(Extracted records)
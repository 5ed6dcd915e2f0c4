// File: emotebot-common/src/traits/mod.rs

pub mod transport_traits;

pub use transport_traits::{ChatTransport, StreamStatusApi};
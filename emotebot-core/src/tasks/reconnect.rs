// src/tasks/reconnect.rs

use std::sync::Arc;
use std::time::Duration;

use emotebot_common::traits::ChatTransport;
use tokio::time::sleep;
use tokio_util::sync::CancellationToken;
use tracing::{error, info, warn};

use crate::status::ServerStatusStore;
use crate::Error;

pub const MAX_RECONNECT_TRIES: u32 = 10;

/// Delay grows by this much with every attempt.
pub const RECONNECT_STEP: Duration = Duration::from_millis(500);

/// Keeps retrying the connection with a linearly growing delay until a
/// connection succeeds or `cancel` fires.
///
/// Running out of attempts is fatal: the caller is expected to shut the bot
/// down when this returns [`Error::ReconnectExhausted`].
pub async fn run_reconnect_loop(
    transport: Arc<dyn ChatTransport>,
    server: Arc<ServerStatusStore>,
    cancel: CancellationToken,
) -> Result<(), Error> {
    loop {
        if cancel.is_cancelled() {
            return Ok(());
        }

        let retry = server.next_reconnect_try();
        if retry > MAX_RECONNECT_TRIES {
            error!("Tried to reconnect {} times, giving up", MAX_RECONNECT_TRIES);
            return Err(Error::ReconnectExhausted(MAX_RECONNECT_TRIES));
        }

        info!("Trying to reconnect #{}...", retry);
        if let Err(e) = transport.connect().await {
            warn!("Reconnect attempt #{} failed: {}", retry, e);
        }

        tokio::select! {
            _ = cancel.cancelled() => return Ok(()),
            _ = sleep(RECONNECT_STEP * retry) => {}
        }

        if server.is_connected() {
            return Ok(());
        }
    }
}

▶ [Aim of the task]:
What is needed is every line from the start of the entries through the line containing "pub const MAX_RECONNECT_TRIES: u32 = 10;", returned word for word and nothing else.

▶ [Solution to the problem]:
repository 5ed6dcd915e2f0c4
// File: emotebot-common/src/traits/mod.rs

pub mod transport_traits;

pub use transport_traits::{ChatTransport, StreamStatusApi};
filename emotebot-core/src/tasks/reconnect.rs
// src/tasks/reconnect.rs

use std::sync::Arc;
use std::time::Duration;

use emotebot_common::traits::ChatTransport;
use tokio::time::sleep;
use tokio_util::sync::CancellationToken;
use tracing::{error, info, warn};

use crate::status::ServerStatusStore;
use crate::Error;

pub const MAX_RECONNECT_TRIES: u32 = 10;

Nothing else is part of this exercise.